Si je prends l’exemple du métier de paysagiste, il y a plus de demandes que de paysagistes sur le marché à l’heure actuelle. Chez Merci Raymond, on est en pénurie de talents, à la fois sur la conception des espaces, mais aussi après sur l’installation et l’entretien. Mais je pense que cela va bientôt changer, et c’est quelque chose qu’on avait en tête quand on a créé l’entreprise. On faisait souvent le parallèle avec le métier de cuisinier, qui est un métier manuel très valorisé. Et je pense que paysagiste sera un métier très valorisé à l’avenir.

La végétalisation des espaces urbains nécessite énormément de compétences différentes. Ce n’est pas uniquement le fait d’avoir une très bonne connaissance des végétaux, mais aussi une compréhension de plusieurs enjeux sociaux, économiques ou politiques.


Quels sont les projets pour Merci Raymond cette année ?

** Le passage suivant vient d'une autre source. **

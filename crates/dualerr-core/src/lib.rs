//! dualerr core library
//!
//! A small error taxonomy that keeps apart what failed, what the caller may
//! see and what an operator should log:
//!
//! - [`PlainError`]: a fixed message, no causes
//! - [`WrapError`]: a fixed message over any number of causes
//! - [`InternalError`]: a [`Message`] rendered twice, once for users
//!   ([`InternalError::out_text`]) and once for logs
//!   ([`InternalError::log_text`]), classified as `Internal`, `Validation` or
//!   `Unexpected`
//!
//! Causes form a graph, so the [`inspect`] helpers search every branch when
//! matching a sentinel or a classification. [`aggravate`] turns a validation
//! failure that travelled too far into an unexpected one.

pub mod config;
pub mod error;
pub mod inspect;
pub mod message;
pub mod report;

// Re-export commonly used types
pub use config::InspectConfig;
pub use error::{
    AggravateExt, Cause, ErrorKind, GenericError, InternalError, LogFields, OptionExt, Options,
    PlainError, ResultExt, WrapError, cause, cause_from_anyhow,
};
pub use inspect::{
    Inspector, aggravate, as_error, as_generic_error, as_internal_error, as_unexpected_error,
    as_validation_error, as_wrap_error, find, is, is_same, kind_of,
};
pub use message::{Message, MessageSource, TemplateMessage};
pub use report::{ExposedError, LogRecord};
//! Escalation of validation failures

use super::Inspector;
use super::matching::kind_of;
use super::walk::Walk;
use crate::error::{Cause, ErrorKind, InternalError};
use std::sync::Arc;
use tracing::debug;

impl Inspector {
    /// Reclassify a validation failure as unexpected.
    ///
    /// The first validation error in `err`'s graph that is not beneath an
    /// unexpected error is rebuilt as a new unexpected error from its
    /// message, options and causes, which is returned in place of `err`.
    /// Validation errors under an unexpected error are already escalated, so
    /// the search never descends into one. Everything else is returned
    /// unchanged and the input is never mutated.
    pub fn aggravate(&self, err: Cause) -> Cause {
        let escalated = Walk::new(&*err, self.config().max_depth)
            .pruned(|node| kind_of(node) == Some(ErrorKind::Unexpected))
            .filter_map(|node| node.downcast_ref::<InternalError>())
            .find(|node| node.is_validation())
            .map(|validation| {
                if self.config().log_escalations {
                    debug!(
                        key = validation.message().key(),
                        causes = validation.causes().len(),
                        "Escalating validation error to unexpected"
                    );
                }
                InternalError::unexpected(
                    validation.message().clone(),
                    Some(validation.options().clone()),
                    validation.causes().to_vec(),
                )
            });

        match escalated {
            Some(unexpected) => Arc::new(unexpected),
            None => err,
        }
    }
}

/// Reclassify a validation failure as unexpected, using default settings.
///
/// See [`Inspector::aggravate`].
pub fn aggravate(err: Cause) -> Cause {
    Inspector::default().aggravate(err)
}
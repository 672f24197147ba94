//! Messages and their dual rendering
//!
//! A [`Message`] pairs a stable key with a [`MessageSource`] that renders an
//! outward-facing text and a diagnostic text from independent argument lists.

pub mod format;
mod source;
mod template;

pub use source::{Message, MessageSource};
pub use template::TemplateMessage;

#[cfg(test)]
pub use source::MockMessageSource;
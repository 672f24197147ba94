//! Shared error types: causes, rendering options and the leaf/aggregate errors

use crate::message::format::render;
use serde::{Deserialize, Serialize};
use serde_json::Value;
use std::borrow::Cow;
use std::fmt;
use thiserror::Error;

/// A shared, thread-safe causal error
pub type Cause = std::sync::Arc<dyn std::error::Error + Send + Sync + 'static>;

/// Structured fields attached to the diagnostic rendering
pub type LogFields = serde_json::Map<String, Value>;

/// Classification tag of every error variant this crate defines
#[derive(Debug, Clone, Copy, PartialEq, Eq, Hash, Serialize, Deserialize)]
#[serde(rename_all = "snake_case")]
pub enum ErrorKind {
    /// Leaf failure with a fixed message
    Plain,
    /// Fixed message aggregating other failures
    Wrap,
    /// Structured failure without a classification
    Internal,
    /// Expected, user-actionable structured failure
    Validation,
    /// Bug-class structured failure
    Unexpected,
}

impl ErrorKind {
    /// Tag used in the display form, e.g. `<ValidationError| ...>`
    pub fn tag(&self) -> &'static str {
        match self {
            Self::Plain => "Error",
            Self::Wrap => "WrapError",
            Self::Internal => "InternalError",
            Self::Validation => "ValidationError",
            Self::Unexpected => "UnexpectedError",
        }
    }

    /// Whether this kind carries a message and dual rendering
    pub fn is_structured(&self) -> bool {
        matches!(self, Self::Internal | Self::Validation | Self::Unexpected)
    }
}

impl fmt::Display for ErrorKind {
    fn fmt(&self, f: &mut fmt::Formatter<'_>) -> fmt::Result {
        f.write_str(self.tag())
    }
}

/// Rendering options for structured errors.
///
/// `out_args` feed the user-facing text, `log_args` the diagnostic text and
/// `log_fields` are handed to the logging consumer as structured fields.
#[derive(Debug, Clone, Default, PartialEq, Serialize, Deserialize)]
#[serde(default)]
pub struct Options {
    pub out_args: Vec<Value>,
    pub log_args: Vec<Value>,
    pub log_fields: LogFields,
}

impl Options {
    /// Empty options
    pub fn new() -> Self {
        Self::default()
    }

    /// Append an argument for the user-facing text
    pub fn with_out_arg(mut self, arg: impl Into<Value>) -> Self {
        self.out_args.push(arg.into());
        self
    }

    /// Append arguments for the user-facing text
    pub fn with_out_args<I, V>(mut self, args: I) -> Self
    where
        I: IntoIterator<Item = V>,
        V: Into<Value>,
    {
        self.out_args.extend(args.into_iter().map(Into::into));
        self
    }

    /// Append an argument for the diagnostic text
    pub fn with_log_arg(mut self, arg: impl Into<Value>) -> Self {
        self.log_args.push(arg.into());
        self
    }

    /// Append arguments for the diagnostic text
    pub fn with_log_args<I, V>(mut self, args: I) -> Self
    where
        I: IntoIterator<Item = V>,
        V: Into<Value>,
    {
        self.log_args.extend(args.into_iter().map(Into::into));
        self
    }

    /// Attach a structured log field
    pub fn with_field(mut self, key: impl Into<String>, value: impl Into<Value>) -> Self {
        self.log_fields.insert(key.into(), value.into());
        self
    }
}

/// Leaf error holding a fixed message
#[derive(Error, Debug, Clone, PartialEq, Eq, Hash)]
#[error("<Error| {message}>")]
pub struct PlainError {
    message: Cow<'static, str>,
}

impl PlainError {
    /// Create a plain error
    pub fn new(message: impl Into<Cow<'static, str>>) -> Self {
        Self {
            message: message.into(),
        }
    }

    /// Create a plain error in a `const` context, for sentinels
    pub const fn from_static(message: &'static str) -> Self {
        Self {
            message: Cow::Borrowed(message),
        }
    }

    /// Create a plain error from a positional template
    pub fn newf(template: &str, args: &[Value]) -> Self {
        Self::new(render(template, args))
    }

    /// The fixed message
    pub fn message(&self) -> &str {
        &self.message
    }
}

/// Error aggregating zero or more causes under a fixed message
#[derive(Debug, Clone)]
pub struct WrapError {
    message: String,
    causes: Vec<Cause>,
}

impl WrapError {
    /// Create a wrap error
    pub fn new(message: impl Into<String>, causes: Vec<Cause>) -> Self {
        Self {
            message: message.into(),
            causes,
        }
    }

    /// Create a wrap error whose message comes from a positional template
    pub fn newf(template: &str, args: &[Value], causes: Vec<Cause>) -> Self {
        Self::new(render(template, args), causes)
    }

    /// The fixed message
    pub fn message(&self) -> &str {
        &self.message
    }

    /// Every direct cause, in order
    pub fn causes(&self) -> &[Cause] {
        &self.causes
    }
}

impl fmt::Display for WrapError {
    fn fmt(&self, f: &mut fmt::Formatter<'_>) -> fmt::Result {
        write!(
            f,
            "<{}| {}> caused from: {}",
            ErrorKind::Wrap.tag(),
            self.message,
            CauseList(&self.causes)
        )
    }
}

impl std::error::Error for WrapError {
    fn source(&self) -> Option<&(dyn std::error::Error + 'static)> {
        self.causes.first().map(|c| &**c as _)
    }
}

/// Display adapter printing causes as `[a b]`
pub(crate) struct CauseList<'a>(pub(crate) &'a [Cause]);

impl fmt::Display for CauseList<'_> {
    fn fmt(&self, f: &mut fmt::Formatter<'_>) -> fmt::Result {
        f.write_str("[")?;
        for (i, cause) in self.0.iter().enumerate() {
            if i > 0 {
                f.write_str(" ")?;
            }
            write!(f, "{}", cause)?;
        }
        f.write_str("]")
    }
}
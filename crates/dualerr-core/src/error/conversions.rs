//! Conversions into [`Cause`]

use super::types::Cause;
use std::sync::Arc;

/// Share any error as a cause
pub fn cause<E>(error: E) -> Cause
where
    E: std::error::Error + Send + Sync + 'static,
{
    Arc::new(error)
}

/// Share an `anyhow::Error` as a cause.
///
/// The boxed error keeps anyhow's context chain reachable through `source()`.
pub fn cause_from_anyhow(error: anyhow::Error) -> Cause {
    let boxed: Box<dyn std::error::Error + Send + Sync + 'static> = error.into();
    Arc::from(boxed)
}

#[cfg(test)]
mod tests {
    use super::*;
    use crate::error::PlainError;

    #[test]
    fn test_cause_keeps_concrete_type() {
        let shared = cause(PlainError::new("boom"));
        assert_eq!(
            shared.downcast_ref::<PlainError>(),
            Some(&PlainError::new("boom"))
        );
    }

    #[test]
    fn test_cause_from_anyhow_keeps_context() {
        let error = anyhow::Error::new(PlainError::new("root")).context("loading profile");
        let shared = cause_from_anyhow(error);

        assert_eq!(shared.to_string(), "loading profile");
        let source = shared.source().map(|s| s.to_string());
        assert_eq!(source.as_deref(), Some("<Error| root>"));
    }
}
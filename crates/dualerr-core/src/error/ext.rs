//! Extension traits for `Result` and `Option`

use super::types::{Cause, PlainError, WrapError};
use crate::inspect::aggravate;
use serde_json::Value;
use std::borrow::Cow;
use std::sync::Arc;

/// Wrap the error side of a `Result`
pub trait ResultExt<T> {
    /// Wrap the error under a fixed message
    fn wrap_err(self, message: impl Into<String>) -> Result<T, WrapError>;

    /// Wrap the error under a message rendered from a positional template
    fn wrap_errf(self, template: &str, args: &[Value]) -> Result<T, WrapError>;
}

impl<T, E> ResultExt<T> for Result<T, E>
where
    E: std::error::Error + Send + Sync + 'static,
{
    fn wrap_err(self, message: impl Into<String>) -> Result<T, WrapError> {
        self.map_err(|e| WrapError::new(message, vec![Arc::new(e)]))
    }

    fn wrap_errf(self, template: &str, args: &[Value]) -> Result<T, WrapError> {
        self.map_err(|e| WrapError::newf(template, args, vec![Arc::new(e)]))
    }
}

/// Escalate the error side of a `Result`
pub trait AggravateExt<T> {
    /// See [`aggravate`]
    fn aggravate(self) -> Result<T, Cause>;
}

impl<T> AggravateExt<T> for Result<T, Cause> {
    fn aggravate(self) -> Result<T, Cause> {
        self.map_err(aggravate)
    }
}

/// Convert `None` into a plain error
pub trait OptionExt<T> {
    /// Use a fixed message for the missing value
    fn or_plain(self, message: impl Into<Cow<'static, str>>) -> Result<T, PlainError>;
}

impl<T> OptionExt<T> for Option<T> {
    fn or_plain(self, message: impl Into<Cow<'static, str>>) -> Result<T, PlainError> {
        self.ok_or_else(|| PlainError::new(message))
    }
}
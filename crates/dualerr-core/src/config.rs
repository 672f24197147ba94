//! Inspection settings
//!
//! Controls how far cause-graph inspection descends and whether escalations
//! are traced. Callers build the value themselves, directly or by
//! deserializing it as part of their own configuration.

use serde::{Deserialize, Serialize};

/// Default bound on cause-graph depth
pub const DEFAULT_MAX_DEPTH: usize = 32;

/// Inspection settings
#[derive(Debug, Clone, PartialEq, Eq, Serialize, Deserialize)]
#[serde(default)]
pub struct InspectConfig {
    /// Maximum number of cause edges followed from the inspected error
    pub max_depth: usize,
    /// Whether `aggravate` traces each escalation at debug level
    pub log_escalations: bool,
}

impl Default for InspectConfig {
    fn default() -> Self {
        Self {
            max_depth: DEFAULT_MAX_DEPTH,
            log_escalations: true,
        }
    }
}

impl InspectConfig {
    /// Merge with another config; a zero depth does not override
    pub fn merge(&mut self, other: InspectConfig) {
        if other.max_depth != 0 {
            self.max_depth = other.max_depth;
        }

        self.log_escalations = other.log_escalations;
    }
}
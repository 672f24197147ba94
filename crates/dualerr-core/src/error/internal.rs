//! Structured errors with dual rendering
//!
//! [`InternalError`] is the single storage shape behind the `Internal`,
//! `Validation` and `Unexpected` classifications. The classification lives in
//! an [`ErrorKind`] tag, so matching reads the tag instead of the type.

use super::types::{Cause, CauseList, ErrorKind, LogFields, Options};
use crate::message::Message;
use serde_json::Value;
use std::fmt;
use std::sync::Arc;

/// Capabilities shared by every structured error
pub trait GenericError: std::error::Error + Send + Sync {
    /// Classification tag
    fn kind(&self) -> ErrorKind;

    /// Every direct cause, in order
    fn causes(&self) -> &[Cause];

    /// The message this error renders
    fn message(&self) -> &Message;

    /// Options as given at construction
    fn options(&self) -> &Options;

    /// User-facing text
    fn out_text(&self) -> String;

    /// Diagnostic text
    fn log_text(&self) -> String;

    /// Structured fields for the logging consumer
    fn log_fields(&self) -> &LogFields;
}

/// Structured error: message identity, rendering arguments and causes
#[derive(Debug, Clone)]
pub struct InternalError {
    kind: ErrorKind,
    message: Message,
    options: Arc<Options>,
    causes: Vec<Cause>,
    out_args: Vec<Value>,
    log_args: Vec<Value>,
    log_fields: LogFields,
}

impl InternalError {
    /// Create an unclassified structured error
    pub fn internal(message: Message, options: Option<Options>, causes: Vec<Cause>) -> Self {
        Self::construct(ErrorKind::Internal, message, options, causes)
    }

    /// Create an expected, user-actionable error
    pub fn validation(message: Message, options: Option<Options>, causes: Vec<Cause>) -> Self {
        Self::construct(ErrorKind::Validation, message, options, causes)
    }

    /// Create a bug-class error
    pub fn unexpected(message: Message, options: Option<Options>, causes: Vec<Cause>) -> Self {
        Self::construct(ErrorKind::Unexpected, message, options, causes)
    }

    fn construct(
        kind: ErrorKind,
        message: Message,
        options: Option<Options>,
        causes: Vec<Cause>,
    ) -> Self {
        InternalErrorBuilder::new(kind, message, options)
            .causes(causes)
            .out_args()
            .log_args()
            .log_fields()
            .build()
    }

    /// Classification tag
    pub fn kind(&self) -> ErrorKind {
        self.kind
    }

    /// Whether this is an expected, user-actionable failure
    pub fn is_validation(&self) -> bool {
        self.kind == ErrorKind::Validation
    }

    /// Whether this is a bug-class failure
    pub fn is_unexpected(&self) -> bool {
        self.kind == ErrorKind::Unexpected
    }

    /// The message this error renders
    pub fn message(&self) -> &Message {
        &self.message
    }

    /// Options as given at construction; empty when none were given
    pub fn options(&self) -> &Options {
        &self.options
    }

    /// Every direct cause, in order
    pub fn causes(&self) -> &[Cause] {
        &self.causes
    }

    /// Arguments snapshotted for the user-facing text
    pub fn out_args(&self) -> &[Value] {
        &self.out_args
    }

    /// Arguments snapshotted for the diagnostic text
    pub fn log_args(&self) -> &[Value] {
        &self.log_args
    }

    /// Structured fields for the logging consumer
    pub fn log_fields(&self) -> &LogFields {
        &self.log_fields
    }

    /// User-facing text; the only rendering safe to show to end users
    pub fn out_text(&self) -> String {
        self.message.out_text(&self.out_args)
    }

    /// Diagnostic text; may carry internal detail
    pub fn log_text(&self) -> String {
        self.message.log_text(&self.log_args)
    }
}

impl fmt::Display for InternalError {
    fn fmt(&self, f: &mut fmt::Formatter<'_>) -> fmt::Result {
        // Log text, not out text: the generic form is operator-facing.
        write!(
            f,
            "<{}| {}> caused from: {}",
            self.kind.tag(),
            self.log_text(),
            CauseList(&self.causes)
        )
    }
}

impl std::error::Error for InternalError {
    fn source(&self) -> Option<&(dyn std::error::Error + 'static)> {
        self.causes.first().map(|c| &**c as _)
    }
}

impl GenericError for InternalError {
    fn kind(&self) -> ErrorKind {
        self.kind
    }

    fn causes(&self) -> &[Cause] {
        &self.causes
    }

    fn message(&self) -> &Message {
        &self.message
    }

    fn options(&self) -> &Options {
        &self.options
    }

    fn out_text(&self) -> String {
        InternalError::out_text(self)
    }

    fn log_text(&self) -> String {
        InternalError::log_text(self)
    }

    fn log_fields(&self) -> &LogFields {
        &self.log_fields
    }
}

/// Ordered construction pipeline for [`InternalError`].
///
/// Options are defaulted in `new`, before any later step reads them. Every
/// step is total.
struct InternalErrorBuilder {
    kind: ErrorKind,
    message: Message,
    options: Arc<Options>,
    causes: Vec<Cause>,
    out_args: Vec<Value>,
    log_args: Vec<Value>,
    log_fields: LogFields,
}

impl InternalErrorBuilder {
    fn new(kind: ErrorKind, message: Message, options: Option<Options>) -> Self {
        Self {
            kind,
            message,
            options: Arc::new(options.unwrap_or_default()),
            causes: Vec::new(),
            out_args: Vec::new(),
            log_args: Vec::new(),
            log_fields: LogFields::new(),
        }
    }

    fn causes(mut self, causes: Vec<Cause>) -> Self {
        self.causes = causes;
        self
    }

    fn out_args(mut self) -> Self {
        self.out_args = self.options.out_args.clone();
        self
    }

    fn log_args(mut self) -> Self {
        self.log_args = self.options.log_args.clone();
        self
    }

    fn log_fields(mut self) -> Self {
        self.log_fields = self.options.log_fields.clone();
        self
    }

    fn build(self) -> InternalError {
        InternalError {
            kind: self.kind,
            message: self.message,
            options: self.options,
            causes: self.causes,
            out_args: self.out_args,
            log_args: self.log_args,
            log_fields: self.log_fields,
        }
    }
}

#[cfg(test)]
mod tests {
    use super::*;
    use crate::error::PlainError;
    use crate::message::MockMessageSource;
    use serde_json::json;

    fn echo_message(key: &str) -> Message {
        Message::template(key, "out:{}", "log:{}")
    }

    #[test]
    fn test_renderings_use_their_own_arguments() {
        let mut source = MockMessageSource::new();
        source
            .expect_out_text()
            .withf(|args| args.to_vec() == vec![json!("a")])
            .times(1)
            .return_const("user text".to_string());
        source
            .expect_log_text()
            .withf(|args| args.to_vec() == vec![json!("b")])
            .times(1)
            .return_const("operator text".to_string());

        let err = InternalError::internal(
            Message::new("m", source),
            Some(Options::new().with_out_arg("a").with_log_arg("b")),
            vec![],
        );

        assert_eq!(err.out_text(), "user text");
        assert_eq!(err.log_text(), "operator text");
    }

    #[test]
    fn test_changing_out_args_leaves_log_text_alone() {
        let message = echo_message("m");
        let first = InternalError::internal(
            message.clone(),
            Some(Options::new().with_out_arg("a").with_log_arg("b")),
            vec![],
        );
        let second = InternalError::internal(
            message,
            Some(Options::new().with_out_arg("z").with_log_arg("b")),
            vec![],
        );

        assert_ne!(first.out_text(), second.out_text());
        assert_eq!(first.log_text(), second.log_text());
    }

    #[test]
    fn test_missing_options_default_to_empty() {
        let err = InternalError::internal(echo_message("m"), None, vec![]);

        assert_eq!(err.options(), &Options::default());
        assert!(err.out_args().is_empty());
        assert!(err.log_args().is_empty());
        assert!(err.log_fields().is_empty());
        assert_eq!(err.out_text(), "out:{!missing 0}");
        assert_eq!(err.log_text(), "log:{!missing 0}");
    }

    #[test]
    fn test_snapshot_is_taken_at_construction() {
        let mut options = Options::new().with_out_arg("a").with_field("code", 42);
        let err = InternalError::internal(echo_message("m"), Some(options.clone()), vec![]);

        options.out_args.push(json!("late"));
        options.log_fields.insert("late".into(), json!(true));

        assert_eq!(err.out_args(), &[json!("a")]);
        assert_eq!(err.log_fields().len(), 1);
        assert_eq!(err.out_text(), "out:a");
    }

    #[test]
    fn test_scenario_internal_with_cause() {
        let cause: Cause = Arc::new(PlainError::new("socket closed"));
        let err = InternalError::internal(
            echo_message("x"),
            Some(
                Options::new()
                    .with_out_arg("a")
                    .with_log_arg("b")
                    .with_field("code", 42),
            ),
            vec![cause.clone()],
        );

        assert_eq!(err.out_text(), "out:a");
        assert_eq!(err.log_text(), "log:b");
        assert_eq!(err.log_fields().get("code"), Some(&json!(42)));
        assert_eq!(err.causes().len(), 1);
        assert!(Arc::ptr_eq(&err.causes()[0], &cause));
    }

    #[test]
    fn test_display_embeds_log_text_and_causes() {
        let err = InternalError::validation(
            echo_message("x"),
            Some(Options::new().with_out_arg("public").with_log_arg("private")),
            vec![Arc::new(PlainError::new("inner"))],
        );

        assert_eq!(
            err.to_string(),
            "<ValidationError| log:private> caused from: [<Error| inner>]"
        );
        assert!(!err.to_string().contains("public"));
    }

    #[test]
    fn test_classification_tags() {
        let internal = InternalError::internal(echo_message("m"), None, vec![]);
        let validation = InternalError::validation(echo_message("m"), None, vec![]);
        let unexpected = InternalError::unexpected(echo_message("m"), None, vec![]);

        assert_eq!(internal.kind(), ErrorKind::Internal);
        assert!(validation.is_validation() && !validation.is_unexpected());
        assert!(unexpected.is_unexpected() && !unexpected.is_validation());
        assert!(unexpected.to_string().starts_with("<UnexpectedError| "));
        assert!(internal.to_string().starts_with("<InternalError| "));
    }

    #[test]
    fn test_generic_error_object() {
        let err = InternalError::unexpected(
            echo_message("m"),
            Some(Options::new().with_out_arg(1)),
            vec![],
        );
        let generic: &dyn GenericError = &err;

        assert_eq!(generic.kind(), ErrorKind::Unexpected);
        assert_eq!(generic.out_text(), "out:1");
        assert_eq!(generic.message().key(), "m");
        assert!(generic.causes().is_empty());
    }
}
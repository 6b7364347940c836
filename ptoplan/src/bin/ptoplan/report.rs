use std::fmt;

use pto_core::DayCount;
use pto_optimizer::{IndexedCandidates, VacationCandidate, VacationPlan};
use pto_time::Date;

struct DayLabel(Date);

impl fmt::Display for DayLabel {
    fn fmt(&self, f: &mut fmt::Formatter<'_>) -> fmt::Result {
        write!(f, "{} {}", self.0.weekday().short_name(), self.0)
    }
}

struct Span<'a>(&'a VacationCandidate);

impl fmt::Display for Span<'_> {
    fn fmt(&self, f: &mut fmt::Formatter<'_>) -> fmt::Result {
        let v = self.0;
        write!(
            f,
            "{} – {}: {} days off, {} PTO",
            DayLabel(v.start),
            DayLabel(v.end),
            v.total_days,
            v.pto_used
        )
    }
}

fn write_joined<T: fmt::Display>(
    f: &mut fmt::Formatter<'_>,
    label: &str,
    items: impl IntoIterator<Item = T>,
) -> fmt::Result {
    let mut items = items.into_iter().peekable();
    if items.peek().is_none() {
        return Ok(());
    }
    write!(f, "   {label}: ")?;
    for (i, item) in items.enumerate() {
        if i > 0 {
            f.write_str(", ")?;
        }
        write!(f, "{item}")?;
    }
    writeln!(f)
}

/// Human-readable summary of a plan.
pub struct PlanReport<'a> {
    year: u16,
    plan: &'a VacationPlan,
}

impl<'a> PlanReport<'a> {
    pub fn new(year: u16, plan: &'a VacationPlan) -> Self {
        Self { year, plan }
    }
}

impl fmt::Display for PlanReport<'_> {
    fn fmt(&self, f: &mut fmt::Formatter<'_>) -> fmt::Result {
        let (year, plan) = (self.year, self.plan);
        if plan.is_empty() {
            return writeln!(f, "No breaks worth taking in {year} within this budget.");
        }

        writeln!(
            f,
            "{year}: {} days off for {} PTO days in {} breaks",
            plan.total_days_off,
            plan.total_pto_used,
            plan.len()
        )?;
        for (i, v) in plan.vacations.iter().enumerate() {
            let short = if v.is_short(plan.min_desired_length) { " (short)" } else { "" };
            writeln!(f, "\n#{} {}{short}", i + 1, Span(v))?;
            write_joined(f, "holidays", v.holiday_names())?;
            write_joined(f, "book", v.pto_dates().into_iter().map(DayLabel))?;
        }
        if plan.has_short_breaks {
            writeln!(
                f,
                "\nNote: includes breaks shorter than {} days; they were needed to use the budget well.",
                plan.min_desired_length
            )?;
        }
        Ok(())
    }
}

/// One line per candidate of at least `min_len` days, in end-date order.
pub struct CandidateReport<'a> {
    candidates: &'a IndexedCandidates,
    min_len: DayCount,
}

impl<'a> CandidateReport<'a> {
    pub fn new(candidates: &'a IndexedCandidates, min_len: DayCount) -> Self {
        Self { candidates, min_len }
    }
}

impl fmt::Display for CandidateReport<'_> {
    fn fmt(&self, f: &mut fmt::Formatter<'_>) -> fmt::Result {
        let mut shown = 0usize;
        for c in self.candidates.iter().filter(|c| !c.is_short(self.min_len)) {
            writeln!(f, "[{}] {}", c.id, Span(c))?;
            shown += 1;
        }
        writeln!(
            f,
            "{shown} of {} candidates have at least {} days",
            self.candidates.len(),
            self.min_len
        )
    }
}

Nous avons plusieurs gros enjeux cette année. Nous allons ouvrir un bureau à Marseille où l’on souhaite recruter 4 personnes d’ici la fin de l’année et nous avons aussi ce projet de ferme urbaine à Châtenay-Malabry qui est important. Nous allons également inaugurer de nouveaux locaux à Paris dans le 11ème arrondissement où l’on va ouvrir une sorte de pépinière pour valoriser des entreprises engagées. On a très hâte de le faire découvrir.